[PROMPT]
From the listing below, retype exactly the line holding "if bytes.is_empty() &&", the line holding "16-bit PCM arrays", and the lines between them; skip everything else.

══════════

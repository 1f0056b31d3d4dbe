//! Silence boundary detection
//!
//! Finds where speech starts and stops in a clip by sliding a short window
//! over channel 0 and comparing its mean absolute amplitude with a fixed
//! threshold. The onset is backed off a little to keep attack transients,
//! the offset padded a little longer to keep trailing sound.

use review_core::AudioSample;
use tracing::debug;

/// Mean absolute amplitude a window must exceed to count as sound
pub const SILENCE_THRESHOLD: f32 = 0.02;

/// Analysis window length in milliseconds
pub const WINDOW_MS: u32 = 10;

/// How far the detected onset is moved back, in milliseconds
pub const ONSET_BACKOFF_MS: u32 = 100;

/// How far the detected offset is moved forward, in milliseconds
pub const OFFSET_PADDING_MS: u32 = 300;

/// Raw detector output
///
/// Both indices are clamped to the clip, but `start < end` is not
/// guaranteed: callers hand the pair to [`trim`](crate::trim) which treats
/// `end <= start` as a no-op.
#[derive(Debug, Clone, Copy, PartialEq, Eq)]
pub struct SilenceBounds {
    /// First frame to keep
    pub start: usize,
    /// One past the last frame to keep
    pub end: usize,
}

impl SilenceBounds {
    /// Whether the bounds describe a non-empty range
    pub fn is_degenerate(&self) -> bool {
        self.end <= self.start
    }
}

/// Silence detector with configurable threshold
#[derive(Debug, Clone, Copy)]
pub struct SilenceDetector {
    threshold: f32,
    window_ms: u32,
    onset_backoff_ms: u32,
    offset_padding_ms: u32,
}

impl Default for SilenceDetector {
    fn default() -> Self {
        Self {
            threshold: SILENCE_THRESHOLD,
            window_ms: WINDOW_MS,
            onset_backoff_ms: ONSET_BACKOFF_MS,
            offset_padding_ms: OFFSET_PADDING_MS,
        }
    }
}

impl SilenceDetector {
    /// Create a detector with the standard settings
    pub fn new() -> Self {
        Self::default()
    }

    /// Override the amplitude threshold
    pub fn with_threshold(mut self, threshold: f32) -> Self {
        self.threshold = threshold.max(0.0);
        self
    }

    /// Get the amplitude threshold
    pub fn threshold(&self) -> f32 {
        self.threshold
    }

    /// Detect the speech region of `sample`
    ///
    /// An all-silent clip (or one shorter than a single window) yields
    /// `start = 0, end = frames`.
    pub fn detect(&self, sample: &AudioSample) -> SilenceBounds {
        let total = sample.frames();
        let data = sample.channel(0).unwrap_or(&[]);
        let rate = sample.sample_rate();
        let window = rate.frames_for_ms(self.window_ms).max(1);

        let start = self
            .first_loud_window(data, window)
            .map_or(0, |onset| onset.saturating_sub(rate.frames_for_ms(self.onset_backoff_ms)));

        let end = self
            .last_loud_window(data, window)
            .map_or(total, |offset| {
                (offset + rate.frames_for_ms(self.offset_padding_ms)).min(total)
            });

        debug!(start, end, total, window, "Detected silence bounds");

        SilenceBounds { start, end }
    }

    /// Index of the first window `[i, i + window)` above the threshold
    fn first_loud_window(&self, data: &[f32], window: usize) -> Option<usize> {
        if data.len() < window {
            return None;
        }

        let limit = f64::from(self.threshold) * window as f64;
        let mut sum: f64 = data[..window].iter().map(|s| f64::from(s.abs())).sum();

        for i in 0..=(data.len() - window) {
            if i > 0 {
                sum += f64::from(data[i + window - 1].abs()) - f64::from(data[i - 1].abs());
            }
            if sum > limit {
                return Some(i);
            }
        }

        None
    }

    /// Index `i` of the last window `(i - window, i]` above the threshold
    fn last_loud_window(&self, data: &[f32], window: usize) -> Option<usize> {
        if data.len() < window {
            return None;
        }

        let limit = f64::from(self.threshold) * window as f64;
        let len = data.len();
        let mut sum: f64 = data[len - window..].iter().map(|s| f64::from(s.abs())).sum();

        for i in (window - 1..len).rev() {
            if i < len - 1 {
                // Window slid one frame towards the start
                sum += f64::from(data[i + 1 - window].abs()) - f64::from(data[i + 1].abs());
            }
            if sum > limit {
                return Some(i);
            }
        }

        None
    }
}

/// Detect speech bounds with the standard settings
pub fn detect_silence(sample: &AudioSample) -> SilenceBounds {
    SilenceDetector::new().detect(sample)
}
/// MP3 encoder adapter
///
/// No MP3 encoder is bundled; an external capability plugs in through
/// [`Mp3Capability`]. The adapter only converts PCM and drives the encoder
/// in fixed-size blocks.
use super::{sample_to_i16, EncodedAudio, OutputFormat};
use crate::error::{AudioError, Result};
use review_core::AudioSample;
use std::sync::Arc;
use tracing::debug;

/// Samples per channel handed to the encoder per call (one MPEG-1 frame)
pub const MP3_BLOCK_SIZE: usize = 1152;

/// Fixed output bitrate
pub const MP3_BITRATE_KBPS: u32 = 128;

/// A running MP3 encoder session
pub trait Mp3Backend: Send {
    /// Encode one block of left/right PCM (equal lengths, at most
    /// `MP3_BLOCK_SIZE`), returning any bytes produced so far
    fn encode_block(&mut self, left: &[i16], right: &[i16]) -> Result<Vec<u8>>;

    /// Flush buffered frames at the end of the stream
    fn flush(&mut self) -> Result<Vec<u8>>;
}

/// Factory for MP3 encoder sessions
pub trait Mp3Capability: Send + Sync {
    /// Start a session for `channels` (1 or 2) at `sample_rate`
    fn open(&self, channels: u16, sample_rate: u32, bitrate_kbps: u32) -> Result<Box<dyn Mp3Backend>>;
}

/// Feeds an `AudioSample` to an external MP3 capability
#[derive(Clone)]
pub struct Mp3Encoder {
    capability: Arc<dyn Mp3Capability>,
    bitrate_kbps: u32,
}

impl Mp3Encoder {
    /// Create an adapter at the fixed bitrate
    pub fn new(capability: Arc<dyn Mp3Capability>) -> Self {
        Self {
            capability,
            bitrate_kbps: MP3_BITRATE_KBPS,
        }
    }

    /// Override the bitrate
    pub fn with_bitrate(mut self, bitrate_kbps: u32) -> Self {
        self.bitrate_kbps = bitrate_kbps;
        self
    }

    /// Encode `sample` into a single MP3 blob
    ///
    /// Mono sources are duplicated onto both the left and right inputs;
    /// channels beyond the second are ignored.
    pub fn encode(&self, sample: &AudioSample) -> Result<EncodedAudio> {
        let (left, right) = Self::split_pcm(sample)?;
        let channels = sample.channel_count().min(2) as u16;

        let mut backend = self
            .capability
            .open(channels, sample.sample_rate().as_hz(), self.bitrate_kbps)?;

        let mut bytes = Vec::new();
        let mut blocks = 0_usize;
        for (l, r) in left.chunks(MP3_BLOCK_SIZE).zip(right.chunks(MP3_BLOCK_SIZE)) {
            bytes.extend(backend.encode_block(l, r)?);
            blocks += 1;
        }
        bytes.extend(backend.flush()?);

        if bytes.is_empty() && !sample.is_empty() {
            return Err(AudioError::Encode("MP3 encoder produced no output".to_string()));
        }

        debug!(blocks, bytes = bytes.len(), bitrate = self.bitrate_kbps, "Encoded MP3");

        Ok(EncodedAudio {
            bytes,
            format: OutputFormat::Mp3,
        })
    }

    /// Left/right 16-bit PCM arrays
    fn split_pcm(sample: &AudioSample) -> Result<(Vec<i16>, Vec<i16>)> {
        let left_channel = sample
            .channel(0)
            .ok_or_else(|| AudioError::Encode("no channels to encode".to_string()))?;
        let right_channel = sample.channel(1).unwrap_or(left_channel);

        let left = left_channel.iter().map(|&s| sample_to_i16(s)).collect();
        let right = right_channel.iter().map(|&s| sample_to_i16(s)).collect();
        Ok((left, right))
    }
}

══════════

[WRITTEN SOLUTION]
        if bytes.is_empty() && !sample.is_empty() {
            return Err(AudioError::Encode("MP3 encoder produced no output".to_string()));
        }

        debug!(blocks, bytes = bytes.len(), bitrate = self.bitrate_kbps, "Encoded MP3");

        Ok(EncodedAudio {
            bytes,
            format: OutputFormat::Mp3,
        })
    }

    /// Left/right 16-bit PCM arrays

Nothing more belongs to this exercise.